By John G. Leiba, Contributor

AS THE life span of persons increases, it is becoming more challenging for companies and governments to keep up with the demands of an ageing population. Old age used to be a time of poverty. When people could no longer earn they had to depend on family, hence the once common practice of having many children to provide support in their old age. In 1880, Otto von Bismark came up with the notion that the state should provide pensions. At about the same time, some companies and employers began to provide for their workers' retirement. In Jamaica, our National Insurance Scheme is intended to provide a pension; however many employed persons do not look to the scheme seriously because benefits are low and have not kept up with inflation. Most persons rely on the pension scheme provided by their employers.

With the fall of stock markets all over the world, companies in many developed countries have found that their pension plans are now woefully inadequate to satisfy the need of their employees.

In the boom years, many companies removed cash from their pension schemes as there were indications that the schemes were over funded. Many of those companies are regretting this action.

PENSION SHORTFALL

It is now estimated by HSBC , an investment bank, that the pension shortfall of companies in the S & P 100 is now as much as US$340 billion. Further, the shortfall in some major British companies such as British Airways and Rolls Royce is as much as half of their market capitalisation.

The main cause of the pension problem arose from the fact that many companies offered their employees "defined benefit" schemes which pay the employees a pension based on an employee's final year salary. This may have been appropriate in a world where employees worked in one firm all their working life, but in a world where people work part time and employees commonly switch jobs, defined benefits became inequitable if persons are going to be paid the same defined benefit although they have not done the same number of years. Companies have become afraid of defined benefit schemes because they put the risk on companies rather than on the employees.

VOLATILITY

With volatility in the stock markets and general uncertainty in the world money markets resulting in an increasing level of world competition, companies cannot be certain of the profits they will make from year to year and thus are afraid of a contingent liability that will be computed on a final year's salary. What some companies have done is to shut the defined benefits to new entrants.
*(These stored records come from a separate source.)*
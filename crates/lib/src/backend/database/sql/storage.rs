//! Item storage operations for SQL backends.
//!
//! This module implements the collection operations on the `home_items` table using sqlx.

use sqlx::AnyConnection;
use tracing::debug;

use crate::Result;
use crate::backend::{self, BackendError};
use crate::order::{ImageField, ItemId, ItemPatch, NewItem, OrderUpdate, OrderedItem, Payload, Scope};

use super::{SqlxBackend, SqlxResultExt};

/// Columns of `home_items` in the order every query selects them.
const ITEM_COLUMNS: &str =
    "id, position, active, title, image_url, image_mobile_url, product_id";

type ItemRow = (
    i64,
    i64,
    i64,
    Option<String>,
    Option<String>,
    Option<String>,
    Option<i64>,
);

fn item_from_row(scope: Scope, row: ItemRow) -> Result<OrderedItem> {
    let (id, position, active, title, image_url, image_mobile_url, product_id) = row;

    let order = u32::try_from(position).map_err(|_| BackendError::StateInconsistency {
        reason: format!("item {id} has out-of-range position {position}"),
    })?;

    let payload = match scope {
        Scope::Carousel => Payload::Slide {
            title,
            image_url,
            image_mobile_url,
        },
        Scope::Products => Payload::Product {
            product_id: product_id.ok_or_else(|| BackendError::StateInconsistency {
                reason: format!("featured product {id} has no product_id"),
            })?,
        },
    };

    Ok(OrderedItem {
        id: ItemId(id),
        order,
        active: active != 0,
        payload,
    })
}

async fn fetch_item(conn: &mut AnyConnection, scope: Scope, id: ItemId) -> Result<OrderedItem> {
    let sql = format!("SELECT {ITEM_COLUMNS} FROM home_items WHERE scope = $1 AND id = $2");
    let row: Option<ItemRow> = sqlx::query_as(&sql)
        .bind(scope.as_str())
        .bind(id.get())
        .fetch_optional(&mut *conn)
        .await
        .sql_context("Failed to get item")?;

    match row {
        Some(row) => item_from_row(scope, row),
        None => Err(BackendError::ItemNotFound { scope, id }.into()),
    }
}

/// Write every column of an existing item back.
async fn store_item(conn: &mut AnyConnection, scope: Scope, item: &OrderedItem) -> Result<()> {
    let (title, image_url, image_mobile_url, product_id) = payload_columns(&item.payload);
    sqlx::query(
        "UPDATE home_items
         SET position = $1, active = $2, title = $3, image_url = $4,
             image_mobile_url = $5, product_id = $6
         WHERE scope = $7 AND id = $8",
    )
    .bind(i64::from(item.order))
    .bind(i64::from(item.active))
    .bind(title)
    .bind(image_url)
    .bind(image_mobile_url)
    .bind(product_id)
    .bind(scope.as_str())
    .bind(item.id.get())
    .execute(&mut *conn)
    .await
    .sql_context("Failed to update item")?;
    Ok(())
}

fn payload_columns(
    payload: &Payload,
) -> (Option<String>, Option<String>, Option<String>, Option<i64>) {
    match payload {
        Payload::Slide {
            title,
            image_url,
            image_mobile_url,
        } => (
            title.clone(),
            image_url.clone(),
            image_mobile_url.clone(),
            None,
        ),
        Payload::Product { product_id } => (None, None, None, Some(*product_id)),
    }
}

/// Get every item of a collection, sorted by position.
pub async fn fetch_collection(backend: &SqlxBackend, scope: Scope) -> Result<Vec<OrderedItem>> {
    let sql =
        format!("SELECT {ITEM_COLUMNS} FROM home_items WHERE scope = $1 ORDER BY position, id");
    let rows: Vec<ItemRow> = sqlx::query_as(&sql)
        .bind(scope.as_str())
        .fetch_all(backend.pool())
        .await
        .sql_context("Failed to fetch collection")?;

    rows.into_iter().map(|row| item_from_row(scope, row)).collect()
}

/// Apply a batch of order changes in one transaction.
pub async fn bulk_update_order(
    backend: &SqlxBackend,
    scope: Scope,
    updates: &[OrderUpdate],
) -> Result<()> {
    let mut tx = backend
        .pool()
        .begin()
        .await
        .sql_context("Failed to begin transaction")?;

    for update in updates {
        let result = sqlx::query("UPDATE home_items SET position = $1 WHERE scope = $2 AND id = $3")
            .bind(i64::from(update.order))
            .bind(scope.as_str())
            .bind(update.id.get())
            .execute(&mut *tx)
            .await
            .sql_context("Failed to update position")?;

        if result.rows_affected() == 0 {
            // Dropping the transaction rolls back the rows already written
            return Err(BackendError::ItemNotFound {
                scope,
                id: update.id,
            }
            .into());
        }
    }

    tx.commit()
        .await
        .sql_context("Failed to commit transaction")?;

    debug!(%scope, count = updates.len(), "Applied bulk order update");
    Ok(())
}

/// Delete one item. The positions of the others are left alone.
pub async fn delete_item(backend: &SqlxBackend, scope: Scope, id: ItemId) -> Result<()> {
    let result = sqlx::query("DELETE FROM home_items WHERE scope = $1 AND id = $2")
        .bind(scope.as_str())
        .bind(id.get())
        .execute(backend.pool())
        .await
        .sql_context("Failed to delete item")?;

    if result.rows_affected() == 0 {
        return Err(BackendError::ItemNotFound { scope, id }.into());
    }
    Ok(())
}

/// Insert an item, allocating its id and (when not requested) its position.
///
/// Id and position are computed by the `INSERT` itself, so the first thing the
/// transaction does is write. Postgres additionally serializes creators with a
/// table lock, since two `MAX(id)` reads can otherwise see the same row set.
pub async fn create_item(backend: &SqlxBackend, scope: Scope, item: NewItem) -> Result<OrderedItem> {
    backend::check_new_item(scope, &item)?;
    let requested = item.requested_order().map(i64::from);
    let (title, image_url, image_mobile_url, product_id) = payload_columns(&item.payload);

    let mut tx = backend
        .pool()
        .begin()
        .await
        .sql_context("Failed to begin transaction")?;

    if backend.is_postgres() {
        sqlx::query("LOCK TABLE home_items IN SHARE ROW EXCLUSIVE MODE")
            .execute(&mut *tx)
            .await
            .sql_context("Failed to lock items table")?;
    }

    // Ids are unique across both collections; positions only within one
    let (id, position): (i64, i64) = sqlx::query_as(
        "INSERT INTO home_items
            (id, scope, position, active, title, image_url, image_mobile_url, product_id)
         SELECT
            COALESCE(MAX(id), 0) + 1,
            $1,
            COALESCE($2, (SELECT COALESCE(MAX(position), 0) + 1 FROM home_items WHERE scope = $1)),
            1, $3, $4, $5, $6
         FROM home_items
         RETURNING id, position",
    )
    .bind(scope.as_str())
    .bind(requested)
    .bind(title)
    .bind(image_url)
    .bind(image_mobile_url)
    .bind(product_id)
    .fetch_one(&mut *tx)
    .await
    .sql_context("Failed to insert item")?;

    tx.commit()
        .await
        .sql_context("Failed to commit transaction")?;

    let order = u32::try_from(position).map_err(|_| BackendError::StateInconsistency {
        reason: format!("position {position} out of range in {scope}"),
    })?;
    debug!(%scope, id, order, "Created item");
    Ok(OrderedItem::new(id, order, item.payload))
}

/// Take the row's write lock before reading it.
///
/// A SQLite transaction that reads first cannot upgrade to a write lock while
/// another connection holds one, and fails with `SQLITE_BUSY` instead of waiting.
async fn lock_item(conn: &mut AnyConnection, scope: Scope, id: ItemId) -> Result<()> {
    let result =
        sqlx::query("UPDATE home_items SET position = position WHERE scope = $1 AND id = $2")
            .bind(scope.as_str())
            .bind(id.get())
            .execute(&mut *conn)
            .await
            .sql_context("Failed to lock item")?;

    if result.rows_affected() == 0 {
        return Err(BackendError::ItemNotFound { scope, id }.into());
    }
    Ok(())
}

/// Apply a partial edit to an item.
pub async fn update_item(
    backend: &SqlxBackend,
    scope: Scope,
    id: ItemId,
    patch: ItemPatch,
) -> Result<OrderedItem> {
    let mut tx = backend
        .pool()
        .begin()
        .await
        .sql_context("Failed to begin transaction")?;

    lock_item(&mut tx, scope, id).await?;
    let mut item = fetch_item(&mut tx, scope, id).await?;
    backend::apply_patch(scope, &mut item, patch)?;
    store_item(&mut tx, scope, &item).await?;

    tx.commit()
        .await
        .sql_context("Failed to commit transaction")?;
    Ok(item)
}

/// Show or hide an item.
pub async fn set_active(
    backend: &SqlxBackend,
    scope: Scope,
    id: ItemId,
    active: bool,
) -> Result<OrderedItem> {
    let mut conn = backend
        .pool()
        .acquire()
        .await
        .sql_context("Failed to acquire connection")?;

    let result = sqlx::query("UPDATE home_items SET active = $1 WHERE scope = $2 AND id = $3")
        .bind(i64::from(active))
        .bind(scope.as_str())
        .bind(id.get())
        .execute(&mut *conn)
        .await
        .sql_context("Failed to update active flag")?;

    if result.rows_affected() == 0 {
        return Err(BackendError::ItemNotFound { scope, id }.into());
    }
    fetch_item(&mut conn, scope, id).await
}

/// Clear one image column of a slide.
pub async fn clear_image(
    backend: &SqlxBackend,
    scope: Scope,
    id: ItemId,
    field: ImageField,
) -> Result<OrderedItem> {
    let mut tx = backend
        .pool()
        .begin()
        .await
        .sql_context("Failed to begin transaction")?;

    lock_item(&mut tx, scope, id).await?;
    let mut item = fetch_item(&mut tx, scope, id).await?;
    backend::clear_image_field(scope, &mut item, field)?;
    store_item(&mut tx, scope, &item).await?;

    tx.commit()
        .await
        .sql_context("Failed to commit transaction")?;
    Ok(item)
}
Because contingent liability cannot be calculated precisely, companies have to choose between putting in too much money and starving the business or putting in too little and having to face a later liability that may create greater problems when they have to report lower profits to their shareholders.
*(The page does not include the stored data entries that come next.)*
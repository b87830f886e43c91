//! Database-style backend implementations
//!
//! These backends own the data: an in-memory store with JSON file persistence,
//! and SQL storage through sqlx.

mod in_memory;
#[cfg(any(feature = "sqlite", feature = "postgres"))]
pub mod sql;

pub use in_memory::InMemory;
#[cfg(feature = "postgres")]
pub use sql::Postgres;
#[cfg(feature = "sqlite")]
pub use sql::Sqlite;
#[cfg(any(feature = "sqlite", feature = "postgres"))]
pub use sql::{DbKind, SqlxBackend};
What seems to be evolving is that companies and staff agree that the employee should determine the correct amount to be saved with contributions from the companies called "defined contribution plans". Both parties make regular contributions and when the employee reaches retirement age, his benefits are directly proportional to his contributions.

This would fit in with the proposed change in our Pension law which allows for portability of pensions. An employee would not lose any benefit as his pension could be taken with him wherever he goes. This facilitates an employee moving from firm to firm without losing his anticipated pension benefit. Fitting in with the Singapore model, it may even have an added benefit with greater investments in the stock market as each person could define his holdings and may be more aggressive in the way his money is invested, proving to be of benefit both to companies and employees. One disadvantage to companies is that they may not be able to pack the pension scheme with their own shares as the employee may well see that as a risk to their investment, as in the case of Enron where the pension scheme was packed with Enron shares which proved to be worthless.